Observation data (J2000 epoch)
- Constellation: Cetus
- Right ascension: 02^{h} 39^{m} 23.6575^{s}
- Declination: +01° 05′ 37.729″
- Redshift: 0.009150±0.000012
- Heliocentric radial velocity: 2,743±4 km/s
- Distance: 121.0 ± 8.5 Mly (37.09 ± 2.61 Mpc)
- Apparent magnitude (V): 12.1B

Characteristics
- Type: S0/a
- Apparent size (V): 3.3′ × 1.1′

Other designations
- IRAS F02367+0052, 2MASX J02392368+0105376, UGC 2147, MCG +00-07-073, PGC 10060, CGCG 388-086

= NGC 1032 =

Spiral galaxy in the constellation Cetus

NGC 1032 is a spiral galaxy that is about 121 million light-years away in the constellation Cetus.
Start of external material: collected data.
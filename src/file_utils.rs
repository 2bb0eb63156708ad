use anyhow::{Context, Result};
use std::fs;
use std::path::{Path, PathBuf};

// @module: Station list and configuration file access

// Editors on Windows like to prepend this to plain text files
const UTF8_BOM: char = '\u{feff}';

// @struct: File helpers for list and config files
pub struct FileManager;

impl FileManager {
    /// Read a station list or config file as text
    ///
    /// A leading UTF-8 byte order mark is dropped, otherwise it would stick
    /// to the first station code or break the JSON parser.
    pub fn read_text<P: AsRef<Path>>(path: P) -> Result<String> {
        let path = path.as_ref();
        let content = fs::read_to_string(path)
            .with_context(|| format!("Failed to read file: {:?}", path))?;

        Ok(match content.strip_prefix(UTF8_BOM) {
            Some(rest) => rest.to_string(),
            None => content,
        })
    }

    // @returns: First candidate that is an existing regular file
    pub fn first_existing<I>(candidates: I) -> Option<PathBuf>
    where
        I: IntoIterator<Item = PathBuf>,
    {
        candidates.into_iter().find(|path| path.is_file())
    }

    /// Write `content` to `path` unless the file exists and `overwrite` is off
    ///
    /// Missing parent directories are created, since the per-user config
    /// directory usually does not exist before the first `init-config`.
    /// Returns whether the file was written.
    pub fn write_new<P: AsRef<Path>>(path: P, content: &str, overwrite: bool) -> Result<bool> {
        let path = path.as_ref();
        if path.is_file() && !overwrite {
            return Ok(false);
        }

        if let Some(parent) = path.parent().filter(|p| !p.as_os_str().is_empty()) {
            fs::create_dir_all(parent)
                .with_context(|| format!("Failed to create directory: {:?}", parent))?;
        }

        fs::write(path, content)
            .with_context(|| format!("Failed to write to file: {:?}", path))?;

        Ok(true)
    }
}
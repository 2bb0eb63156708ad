/*!
 * # hinet-selector - Hi-net/F-net station selector
 *
 * A Rust library for choosing which NIED Hi-net or F-net stations are
 * enabled for continuous waveform download on the Hi-net web portal.
 *
 * ## Features
 *
 * - Session based login: a cookie priming request followed by the
 *   credentialed login on the same session
 * - Login outcome checking, strict by default
 * - Station selection for Hi-net (`0101`) and F-net (`0103`) from a plain
 *   text station list, or all stations of the network
 * - Certificate relaxation scoped to the priming request only
 *
 * ## Architecture
 *
 * The library is organized in these main modules:
 * - `app_config`: Configuration management
 * - `network`: Network codes and names
 * - `station_list`: Station list file parsing
 * - `portal`: Portal client:
 *   - `portal::session`: Cookie-bearing HTTP session
 *   - `portal::auth`: Priming and login handshake
 *   - `portal::select`: Station selection request
 * - `app_controller`: Main application controller
 * - `file_utils`: Reading list and config files, writing the config template
 * - `errors`: Custom error types for the application
 *
 * ## License
 *
 * This project is licensed under the MIT License
 */

// Global lints configuration
// These lints will be allowed but not auto-fixed
#![allow(clippy::uninlined_format_args)]
#![allow(clippy::redundant_closure_for_method_calls)]

// Public modules
pub mod app_config;
pub mod app_controller;
pub mod errors;
pub mod file_utils;
pub mod network;
pub mod portal;
pub mod station_list;

// Re-export main types for easier usage
pub use app_config::Config;
pub use app_controller::{Controller, SelectOptions};
pub use errors::{AppError, PortalError, SelectionError};
pub use network::NetworkCode;
pub use portal::{Credentials, PortalSession, PortalTransport, SelectionReport, SessionAuthenticator, StationSelectionRequest};
pub use station_list::StationList;
use async_trait::async_trait;
use log::{debug, warn};
use reqwest::cookie::Jar;
use reqwest::{Client, Response};
use std::sync::Arc;
use std::time::Duration;

use crate::errors::PortalError;
use super::{PortalResponse, PortalTransport};

/// Options for building a portal session
#[derive(Debug, Clone, PartialEq)]
pub struct SessionOptions {
    /// Skip certificate validation for the priming call only
    pub accept_invalid_certs_on_priming: bool,
    /// Per-request timeout
    pub timeout: Duration,
}

impl Default for SessionOptions {
    fn default() -> Self {
        Self {
            accept_invalid_certs_on_priming: false,
            timeout: Duration::from_secs(30),
        }
    }
}

/// Cookie-bearing HTTP session with the portal
///
/// Two reqwest clients share one cookie jar. The priming client may be
/// configured to accept the portal's certificate as-is; every other call
/// goes through the validating client.
pub struct PortalSession {
    /// Cookie jar shared by both clients
    jar: Arc<Jar>,
    /// Client used for the cookie priming call
    priming_client: Client,
    /// Client used for login and selection
    client: Client,
}

impl PortalSession {
    /// Create a new session with the given options
    pub fn new(options: &SessionOptions) -> Result<Self, PortalError> {
        let jar = Arc::new(Jar::default());

        if options.accept_invalid_certs_on_priming {
            warn!("Certificate validation is disabled for the priming request");
        }

        let priming_client = Client::builder()
            .cookie_provider(Arc::clone(&jar))
            .danger_accept_invalid_certs(options.accept_invalid_certs_on_priming)
            .timeout(options.timeout)
            .build()
            .map_err(|e| PortalError::ClientBuild(e.to_string()))?;

        let client = Client::builder()
            .cookie_provider(Arc::clone(&jar))
            .timeout(options.timeout)
            .build()
            .map_err(|e| PortalError::ClientBuild(e.to_string()))?;

        Ok(Self {
            jar,
            priming_client,
            client,
        })
    }

    /// Cookie header the session would present to `url`, if any
    pub fn cookies_for(&self, url: &str) -> Option<String> {
        use reqwest::cookie::CookieStore;

        let url = reqwest::Url::parse(url).ok()?;
        self.jar
            .cookies(&url)
            .and_then(|value| value.to_str().ok().map(str::to_string))
    }

    async fn into_portal_response(response: Response) -> Result<PortalResponse, PortalError> {
        let status = response.status().as_u16();
        let body = response.text().await?;
        Ok(PortalResponse { status, body })
    }
}

impl std::fmt::Debug for PortalSession {
    fn fmt(&self, f: &mut std::fmt::Formatter<'_>) -> std::fmt::Result {
        f.debug_struct("PortalSession").finish_non_exhaustive()
    }
}

#[async_trait]
impl PortalTransport for PortalSession {
    async fn prime(&self, url: &str) -> Result<PortalResponse, PortalError> {
        debug!("Requesting session cookie from {}", url);
        let response = self.priming_client.post(url).send().await?;
        Self::into_portal_response(response).await
    }

    async fn post_form(&self, url: &str, form: &[(&'static str, String)]) -> Result<PortalResponse, PortalError> {
        let field_names: Vec<&str> = form.iter().map(|(name, _)| *name).collect();
        debug!("Posting form fields {:?} to {}", field_names, url);

        let response = self.client.post(url).form(form).send().await?;
        Self::into_portal_response(response).await
    }
}
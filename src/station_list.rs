use std::path::Path;

use crate::errors::SelectionError;
use crate::file_utils::FileManager;

/// Station list module
/// This module reads the plain text list of stations to enable on the portal.
/// One station code per line in the `X.XXXX` form, lines starting with `#`
/// are comments. Codes are not checked against any network.
#[derive(Debug, Clone, PartialEq, Eq, Default)]
pub struct StationList {
    /// Station codes in file order
    stations: Vec<String>,
}

impl StationList {
    /// Parse list file contents
    ///
    /// A line is a comment only when `#` is its very first character. Other
    /// lines are trimmed and dropped when nothing is left.
    pub fn parse(content: &str) -> Self {
        let stations = content
            .lines()
            .filter(|line| !line.starts_with('#'))
            .map(str::trim)
            .filter(|line| !line.is_empty())
            .map(str::to_string)
            .collect();

        Self { stations }
    }

    /// Load and parse a list file
    ///
    /// A file with no station in it yields an empty list; the portal then
    /// receives an empty `stcds` and selects nothing.
    pub fn load<P: AsRef<Path>>(path: P) -> Result<Self, SelectionError> {
        let path = path.as_ref();
        let content = FileManager::read_text(path).map_err(|e| {
            SelectionError::StationListUnreadable {
                path: path.display().to_string(),
                reason: format!("{:#}", e),
            }
        })?;

        Ok(Self::parse(&content))
    }

    pub fn len(&self) -> usize {
        self.stations.len()
    }

    pub fn is_empty(&self) -> bool {
        self.stations.is_empty()
    }

    pub fn stations(&self) -> &[String] {
        &self.stations
    }

    /// Join station codes the way the selection form expects them
    pub fn joined(&self) -> String {
        self.stations.join(":")
    }
}

impl<S: Into<String>> FromIterator<S> for StationList {
    fn from_iter<I: IntoIterator<Item = S>>(iter: I) -> Self {
        Self {
            stations: iter.into_iter().map(Into::into).collect(),
        }
    }
}
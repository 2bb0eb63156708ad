/*!
 * Common test utilities for the hinet-selector test suite
 */

use std::fs;
use std::path::{Path, PathBuf};
use anyhow::Result;
use tempfile::TempDir;

use hinet_selector::app_config::Config;


pub const AUTH_URL: &str = "https://portal.example.test/auth/";
pub const SELECT_URL: &str = "https://portal.example.test/auth/select_stations.php";

/// Route library logs through env_logger once per test binary
pub fn init_logging() {
    let _ = env_logger::builder().is_test(true).try_init();
}

/// Creates a temporary directory for test files
pub fn create_temp_dir() -> Result<TempDir> {
    Ok(TempDir::new()?)
}

/// Creates a test file with the given content in the specified directory
pub fn create_test_file(dir: &Path, filename: &str, content: &str) -> Result<PathBuf> {
    let file_path = dir.join(filename);
    fs::write(&file_path, content)?;
    Ok(file_path)
}

/// Valid configuration pointing at the mock portal URLs
pub fn test_config() -> Config {
    let mut config = Config::default();
    config.urls.auth = AUTH_URL.to_string();
    config.urls.select = SELECT_URL.to_string();
    config.account.user = "tester".to_string();
    config.account.password = "hunter2".to_string();
    config
}
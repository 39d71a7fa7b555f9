//! Results Modal
//!
//! Headline, probability chart and collapsible explanation of the last
//! prediction.

use leptos::*;
use recidivision::prediction::PredictionPanel;

use crate::components::ProbabilityChart;

#[component]
pub fn ResultModal(panel: RwSignal<PredictionPanel>) -> impl IntoView {
    let result = create_memo(move |_| panel.with(|p| p.visible_result().cloned()));
    let explanation_shown = create_memo(move |_| panel.with(|p| p.is_explanation_shown()));

    move || {
        result.get().map(|result| {
            let lines: Vec<String> = result
                .explanation_lines()
                .into_iter()
                .map(String::from)
                .collect();

            view! {
                <div class="fixed inset-0 bg-black/60 flex items-center justify-center z-40">
                    <div class="bg-gray-800 rounded-xl p-6 w-full max-w-lg space-y-4">
                        <h2 class="text-2xl font-bold">{result.headline()}</h2>

                        {result.chart().map(|chart| view! { <ProbabilityChart chart=chart /> })}

                        {move || {
                            if explanation_shown.get() {
                                view! {
                                    <ul class="list-disc list-inside space-y-1 text-gray-300">
                                        {lines
                                            .iter()
                                            .map(|line| view! { <li>{line.clone()}</li> })
                                            .collect_view()}
                                    </ul>
                                }
                                .into_view()
                            } else {
                                view! {
                                    <button
                                        on:click=move |_| panel.update(|p| p.reveal_explanation())
                                        class="px-4 py-2 bg-gray-700 hover:bg-gray-600 rounded-lg font-medium transition-colors"
                                    >
                                        "Show Explanation"
                                    </button>
                                }
                                .into_view()
                            }
                        }}

                        <div class="flex justify-end">
                            <button
                                on:click=move |_| panel.update(|p| p.close_modal())
                                class="px-4 py-2 bg-blue-600 hover:bg-blue-700 rounded-lg font-medium transition-colors"
                            >
                                "Close"
                            </button>
                        </div>
                    </div>
                </div>
            }
        })
    }
}
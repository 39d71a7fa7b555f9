//! Prediction Report
//!
//! The `/predict` success body and the pieces the results display is
//! built from: headline, two-bar probability chart, explanation lines.

use serde::{Deserialize, Serialize};

/// Output class labels, in chart order
pub const CLASS_LABELS: [&str; 2] = ["Non-Recidivist", "Recidivist"];

/// Bar fill colors (green, red)
const BAR_COLORS: [&str; 2] = ["#4caf50", "#f44336"];

/// Bar border colors
const BAR_BORDERS: [&str; 2] = ["#388e3c", "#c62828"];

/// Successful prediction response
#[derive(Debug, Clone, PartialEq, Serialize, Deserialize)]
pub struct PredictionResult {
    /// Predicted class label as returned by the server
    pub prediction: String,
    #[serde(default, skip_serializing_if = "Option::is_none")]
    pub probabilities: Option<Probabilities>,
    /// Newline-delimited explanation
    #[serde(default)]
    pub explanation_text: String,
}

/// Probability per output class
#[derive(Debug, Clone, Copy, PartialEq, Serialize, Deserialize)]
pub struct Probabilities {
    #[serde(rename = "Non-Recidivist")]
    pub non_recidivist: f64,
    #[serde(rename = "Recidivist")]
    pub recidivist: f64,
}

/// A single chart bar
#[derive(Debug, Clone, PartialEq)]
pub struct Bar {
    pub label: &'static str,
    pub value: f64,
    pub color: &'static str,
    pub border: &'static str,
}

/// Bar chart of the class probabilities
#[derive(Debug, Clone, PartialEq)]
pub struct ChartData {
    pub title: &'static str,
    pub bars: [Bar; 2],
}

impl ChartData {
    pub fn from_probabilities(p: &Probabilities) -> Self {
        let values = [p.non_recidivist, p.recidivist];
        let bars = [0usize, 1].map(|i| Bar {
            label: CLASS_LABELS[i],
            value: values[i],
            color: BAR_COLORS[i],
            border: BAR_BORDERS[i],
        });

        Self {
            title: "Probability",
            bars,
        }
    }

    /// Largest bar value, used to scale the y axis
    pub fn max_value(&self) -> f64 {
        self.bars.iter().map(|b| b.value).fold(0.0, f64::max)
    }
}

impl PredictionResult {
    /// Headline shown at the top of the results display
    pub fn headline(&self) -> String {
        format!("Prediction: {}", self.prediction)
    }

    /// Explanation split on newlines, whitespace-only lines dropped
    pub fn explanation_lines(&self) -> Vec<&str> {
        explanation_lines(&self.explanation_text)
    }

    /// Chart data, if the response carried probabilities
    pub fn chart(&self) -> Option<ChartData> {
        self.probabilities.as_ref().map(ChartData::from_probabilities)
    }
}

/// Split explanation text into list items.
pub fn explanation_lines(text: &str) -> Vec<&str> {
    text.split('\n')
        .filter(|line| !line.trim().is_empty())
        .collect()
}
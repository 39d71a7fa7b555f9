//! API Module
//!
//! HTTP calls to the prediction service.

pub mod client;

pub use client::{login, predict};
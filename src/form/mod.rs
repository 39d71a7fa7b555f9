//! Prediction Form
//!
//! ## Components
//!
//! - [`fields`]: the seven inputs and their option sets
//! - [`validation`]: the range rule table and the single validation routine
//! - [`state`]: raw values + per-field errors, and the submit invariant

pub mod fields;
pub mod state;
pub mod validation;

pub use fields::{parses_as_option, EducationLevel, FieldName, Gender, Race, SelectOption};
pub use state::PredictionForm;
pub use validation::{rule_for, validate, FieldError, RangeRule, RANGE_RULES};
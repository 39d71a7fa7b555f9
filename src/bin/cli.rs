//! RecidiVision CLI
//!
//! Terminal client for the prediction service:
//! - Log in and out (token kept in a session file)
//! - Register an account
//! - Submit a case for prediction
//! - Check session and service status

use anyhow::Context;
use clap::{Parser, Subcommand, ValueEnum};
use std::path::PathBuf;

use recidivision::client::{ApiClient, RecidivismApi};
use recidivision::config::{generate_default_config, Config};
use recidivision::dto::Credentials;
use recidivision::form::FieldName;
use recidivision::login::LoginForm;
use recidivision::logging;
use recidivision::prediction::PredictionPanel;
use recidivision::report::PredictionResult;
use recidivision::session::{FileTokenStore, Route, RouteDecision, Session};
use recidivision::workflow::{submit_login, submit_prediction};

#[derive(Parser)]
#[command(name = "recidivision")]
#[command(version = env!("CARGO_PKG_VERSION"))]
#[command(about = "Recidivism-risk prediction client")]
pub struct Cli {
    #[command(subcommand)]
    pub command: Commands,

    /// API server URL (overrides configuration)
    #[arg(long, global = true)]
    pub api_url: Option<String>,

    /// Config file (default: standard locations)
    #[arg(long, global = true)]
    pub config: Option<PathBuf>,

    /// Output format
    #[arg(short, long, value_enum, default_value = "table", global = true)]
    pub format: OutputFormat,
}

#[derive(Clone, Copy, PartialEq, Eq, ValueEnum)]
pub enum OutputFormat {
    Table,
    Json,
}

#[derive(Subcommand)]
pub enum Commands {
    /// Log in and store the session token
    Login {
        #[arg(short, long)]
        username: String,
        /// Password (default: $RECIDIVISION_PASSWORD)
        #[arg(short, long)]
        password: Option<String>,
    },

    /// Create an account
    Register {
        #[arg(short, long)]
        username: String,
        /// Password (default: $RECIDIVISION_PASSWORD)
        #[arg(short, long)]
        password: Option<String>,
    },

    /// Forget the stored session token
    Logout,

    /// Show session and service status
    Status,

    /// Submit a case for prediction
    Predict {
        /// M or F
        #[arg(long)]
        gender: String,
        /// BLACK or WHITE
        #[arg(long)]
        race: String,
        /// 18-80
        #[arg(long)]
        age_at_release: String,
        /// "Less Than High School Diploma", "High School Diploma" or "At Least Some College"
        #[arg(long)]
        education_level: String,
        /// 1-10
        #[arg(long)]
        supervision_risk_score_first: String,
        /// 1-25
        #[arg(long)]
        residence_puma: String,
        /// 0-8, fractions allowed
        #[arg(long)]
        jobs_per_year: String,
        /// Print the explanation lines
        #[arg(short, long)]
        explain: bool,
    },

    /// Generate default config file
    Config {
        /// Output path (default: stdout)
        #[arg(short, long)]
        output: Option<PathBuf>,
    },
}

#[tokio::main]
async fn main() -> anyhow::Result<()> {
    let cli = Cli::parse();

    let mut config = match &cli.config {
        Some(path) => Config::load_with_env(path)?,
        None => Config::load_default()?,
    };
    if let Some(url) = &cli.api_url {
        config.api.base_url = url.clone();
    }

    logging::init(&config.logging, "");

    let store = FileTokenStore::new(config.session.token_path());
    let mut session = Session::restore(store);
    let client = ApiClient::new(&config.api)?.with_token(session.token());

    match cli.command {
        Commands::Login { username, password } => {
            let mut form = LoginForm::new();
            form.set_username(username.clone());
            form.set_password(password_or_env(password)?);

            let route = submit_login(&client, &mut session, &mut form)
                .await
                .context("Failed to save session token")?;

            if route == Route::Login {
                eprintln!("{}", form.error().unwrap_or("Login failed"));
                std::process::exit(1);
            }

            match cli.format {
                OutputFormat::Json => println!(
                    "{}",
                    serde_json::json!({ "authenticated": true, "username": username })
                ),
                OutputFormat::Table => println!("Logged in as {}", username),
            }
        }

        Commands::Register { username, password } => {
            let credentials = Credentials::new(username, password_or_env(password)?);

            match client.register(&credentials).await {
                Ok(response) => match cli.format {
                    OutputFormat::Json => println!("{}", serde_json::to_string_pretty(&response)?),
                    OutputFormat::Table => println!("{}", response.message),
                },
                Err(e) => {
                    eprintln!("Registration failed: {}", e);
                    std::process::exit(1);
                }
            }
        }

        Commands::Logout => {
            session.logout().context("Failed to remove session token")?;
            println!("Logged out");
        }

        Commands::Status => {
            let stored = session.store().load();
            let health = client.health().await;

            match cli.format {
                OutputFormat::Json => {
                    let status = serde_json::json!({
                        "authenticated": session.is_authenticated(),
                        "predict_route": session.resolve(Route::Predict.path()).target().path(),
                        "token_file": session.store().path(),
                        "saved_at": stored.as_ref().map(|s| s.saved_at),
                        "api_url": client.base_url(),
                        "api_reachable": health.is_ok(),
                    });
                    println!("{}", serde_json::to_string_pretty(&status)?);
                }
                OutputFormat::Table => {
                    println!("RecidiVision v{}", env!("CARGO_PKG_VERSION"));
                    println!();
                    println!(
                        "Session: {}",
                        if session.is_authenticated() {
                            "logged in"
                        } else {
                            "logged out"
                        }
                    );
                    if let Some(stored) = &stored {
                        println!("  Token saved: {}", stored.saved_at.format("%Y-%m-%d %H:%M:%S UTC"));
                    }
                    println!("  Token file: {}", session.store().path().display());
                    println!(
                        "  /predict routes to: {}",
                        session.resolve(Route::Predict.path()).target()
                    );
                    println!();
                    match health {
                        Ok(h) => println!(
                            "API: {} ({}, v{}, up {}s)",
                            client.base_url(),
                            h.status,
                            h.version,
                            h.uptime_seconds
                        ),
                        Err(e) => println!("API: {} unreachable ({})", client.base_url(), e),
                    }
                }
            }
        }

        Commands::Predict {
            gender,
            race,
            age_at_release,
            education_level,
            supervision_risk_score_first,
            residence_puma,
            jobs_per_year,
            explain,
        } => {
            if let RouteDecision::Redirect(Route::Login) = session.resolve(Route::Predict.path()) {
                eprintln!("Not logged in. Run `recidivision login` first.");
                std::process::exit(1);
            }

            let mut panel = PredictionPanel::new();
            for (field, value) in [
                (FieldName::Gender, gender),
                (FieldName::Race, race),
                (FieldName::AgeAtRelease, age_at_release),
                (FieldName::EducationLevel, education_level),
                (FieldName::SupervisionRiskScoreFirst, supervision_risk_score_first),
                (FieldName::ResidencePuma, residence_puma),
                (FieldName::JobsPerYear, jobs_per_year),
            ] {
                panel.edit(field, value);
            }

            if !panel.form.is_valid() {
                for (field, error) in panel.form.errors() {
                    eprintln!("--{}: {}", field.as_str().replace('_', "-"), error);
                }
                for field in panel.form.missing() {
                    eprintln!("--{}: {} is required.", field.as_str().replace('_', "-"), field.label());
                }
                std::process::exit(1);
            }

            submit_prediction(&client, &mut panel).await;

            if let Some(message) = panel.error() {
                eprintln!("{}", message);
                std::process::exit(1);
            }

            if let Some(result) = panel.result() {
                match cli.format {
                    OutputFormat::Json => println!("{}", serde_json::to_string_pretty(result)?),
                    OutputFormat::Table => print_result(result, explain),
                }
            }
        }

        Commands::Config { output } => {
            let content = generate_default_config();
            match output {
                Some(path) => {
                    std::fs::write(&path, content)
                        .with_context(|| format!("Failed to write {:?}", path))?;
                    println!("Config written to {:?}", path);
                }
                None => print!("{}", content),
            }
        }
    }

    Ok(())
}

fn password_or_env(password: Option<String>) -> anyhow::Result<String> {
    password
        .or_else(|| std::env::var("RECIDIVISION_PASSWORD").ok())
        .context("No password given (use --password or RECIDIVISION_PASSWORD)")
}

fn print_result(result: &PredictionResult, explain: bool) {
    println!("{}", result.headline());

    if let Some(chart) = result.chart() {
        println!();
        println!("{:<16} {}", "Class", chart.title);
        println!("{}", "-".repeat(28));
        for bar in &chart.bars {
            println!("{:<16} {:.4}", bar.label, bar.value);
        }
    }

    if explain {
        println!();
        println!("Explanation:");
        for line in result.explanation_lines() {
            println!("  - {}", line);
        }
    }
}
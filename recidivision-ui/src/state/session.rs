//! Browser Session
//!
//! The session lives in a signal so the router and the navigation bar
//! react to login and logout. The token itself is kept in `localStorage`.

use leptos::*;
use recidivision::error::StoreError;
use recidivision::session::{RouteDecision, Session, TokenStore, TOKEN_KEY};

/// `localStorage`-backed token store
#[derive(Debug, Clone, Copy, Default)]
pub struct BrowserTokenStore;

fn local_storage() -> Option<web_sys::Storage> {
    web_sys::window()?.local_storage().ok().flatten()
}

fn storage_or_err() -> Result<web_sys::Storage, StoreError> {
    local_storage().ok_or_else(|| StoreError::Unavailable("localStorage is not available".to_string()))
}

impl TokenStore for BrowserTokenStore {
    fn get(&self) -> Option<String> {
        local_storage()?
            .get_item(TOKEN_KEY)
            .ok()
            .flatten()
            .filter(|token| !token.is_empty())
    }

    fn set(&self, token: &str) -> Result<(), StoreError> {
        storage_or_err()?
            .set_item(TOKEN_KEY, token)
            .map_err(|e| StoreError::Unavailable(format!("{:?}", e)))
    }

    fn clear(&self) -> Result<(), StoreError> {
        storage_or_err()?
            .remove_item(TOKEN_KEY)
            .map_err(|e| StoreError::Unavailable(format!("{:?}", e)))
    }
}

/// Application state provided to all components
#[derive(Clone, Copy)]
pub struct AppState {
    pub session: RwSignal<Session<BrowserTokenStore>>,
}

/// Restore the session from storage and provide it to the component tree
pub fn provide_app_state() {
    let state = AppState {
        session: create_rw_signal(Session::restore(BrowserTokenStore)),
    };

    provide_context(state);
}

pub fn use_app_state() -> AppState {
    use_context::<AppState>().expect("AppState not found")
}

impl AppState {
    pub fn is_authenticated(&self) -> bool {
        self.session.with(|s| s.is_authenticated())
    }

    pub fn token(&self) -> Option<String> {
        self.session.with_untracked(|s| s.token())
    }

    pub fn resolve(&self, path: &str) -> RouteDecision {
        self.session.with(|s| s.resolve(path))
    }

    /// Persist a freshly issued token
    pub fn login(&self, token: &str) -> Result<(), StoreError> {
        self.session
            .try_update(|s| s.login(token))
            .unwrap_or_else(|| Err(StoreError::Unavailable("session disposed".to_string())))
    }

    pub fn logout(&self) {
        self.session.update(|s| {
            if let Err(e) = s.logout() {
                web_sys::console::error_1(&format!("Failed to clear token: {}", e).into());
            }
        });
    }
}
It was discovered by German-British astronomer William Herschel on 18 December 1783.

NGC 1032 is an Active Galaxy Nucleus Candidate, i.e. it has a compact region at the center of a galaxy that emits a significant amount of energy across the electromagnetic spectrum, with characteristics indicating that this luminosity is not produced by the stars.

==Supernova==
One supernova has been observed in NGC 1032. SN 2005E (type gap, mag. 16.8) was discovered by the Lick Observatory Supernova Search (LOSS) on 13 January 2005. It was initially classified as Type Ib or Type Ic. However, later analysis determined that it was instead a calcium-rich supernova (also known as a "gap" transient), a (then) new type of astronomical transient.